TASK BRIEF: Run through the records and show each line that includes the string "EventType".

[[ DATA FOR ANALYSIS, beginning ]]

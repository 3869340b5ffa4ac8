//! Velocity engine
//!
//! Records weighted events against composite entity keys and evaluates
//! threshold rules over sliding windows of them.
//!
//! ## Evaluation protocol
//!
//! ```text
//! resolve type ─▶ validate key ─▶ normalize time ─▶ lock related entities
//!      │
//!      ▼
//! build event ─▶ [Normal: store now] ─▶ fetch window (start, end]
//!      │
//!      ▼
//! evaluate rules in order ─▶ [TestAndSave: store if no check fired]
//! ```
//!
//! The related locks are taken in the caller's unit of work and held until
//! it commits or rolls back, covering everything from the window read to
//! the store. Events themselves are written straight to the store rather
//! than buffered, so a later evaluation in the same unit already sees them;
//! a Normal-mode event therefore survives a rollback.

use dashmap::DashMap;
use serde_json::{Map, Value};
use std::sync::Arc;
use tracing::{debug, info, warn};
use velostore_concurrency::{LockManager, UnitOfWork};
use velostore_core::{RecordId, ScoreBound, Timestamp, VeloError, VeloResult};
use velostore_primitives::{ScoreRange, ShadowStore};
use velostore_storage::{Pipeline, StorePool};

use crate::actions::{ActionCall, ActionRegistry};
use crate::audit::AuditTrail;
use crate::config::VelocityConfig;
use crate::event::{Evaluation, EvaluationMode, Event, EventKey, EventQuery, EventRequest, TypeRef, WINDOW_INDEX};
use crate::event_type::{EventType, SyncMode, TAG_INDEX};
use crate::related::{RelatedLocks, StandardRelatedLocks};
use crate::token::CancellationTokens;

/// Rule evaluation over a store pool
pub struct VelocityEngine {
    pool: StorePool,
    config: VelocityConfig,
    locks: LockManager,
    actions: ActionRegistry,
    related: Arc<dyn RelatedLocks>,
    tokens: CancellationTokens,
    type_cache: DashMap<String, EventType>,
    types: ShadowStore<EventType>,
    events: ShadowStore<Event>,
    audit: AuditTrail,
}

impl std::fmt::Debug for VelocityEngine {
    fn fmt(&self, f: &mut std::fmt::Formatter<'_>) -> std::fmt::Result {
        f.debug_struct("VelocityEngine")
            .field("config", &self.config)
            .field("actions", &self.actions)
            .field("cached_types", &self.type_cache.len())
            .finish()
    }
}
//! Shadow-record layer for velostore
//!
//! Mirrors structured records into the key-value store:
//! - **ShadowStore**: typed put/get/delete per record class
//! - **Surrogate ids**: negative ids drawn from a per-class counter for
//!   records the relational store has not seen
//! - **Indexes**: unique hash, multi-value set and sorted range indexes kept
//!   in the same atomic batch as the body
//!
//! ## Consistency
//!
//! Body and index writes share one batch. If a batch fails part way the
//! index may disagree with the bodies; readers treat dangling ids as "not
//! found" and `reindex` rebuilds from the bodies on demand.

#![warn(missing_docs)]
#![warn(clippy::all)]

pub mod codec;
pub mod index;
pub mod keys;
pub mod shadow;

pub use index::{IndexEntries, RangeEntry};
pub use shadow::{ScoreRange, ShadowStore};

[[ DATA FOR ANALYSIS, end ]]

REPLY:
use crate::event_type::{EventType, SyncMode, TAG_INDEX};
    type_cache: DashMap<String, EventType>,
    types: ShadowStore<EventType>,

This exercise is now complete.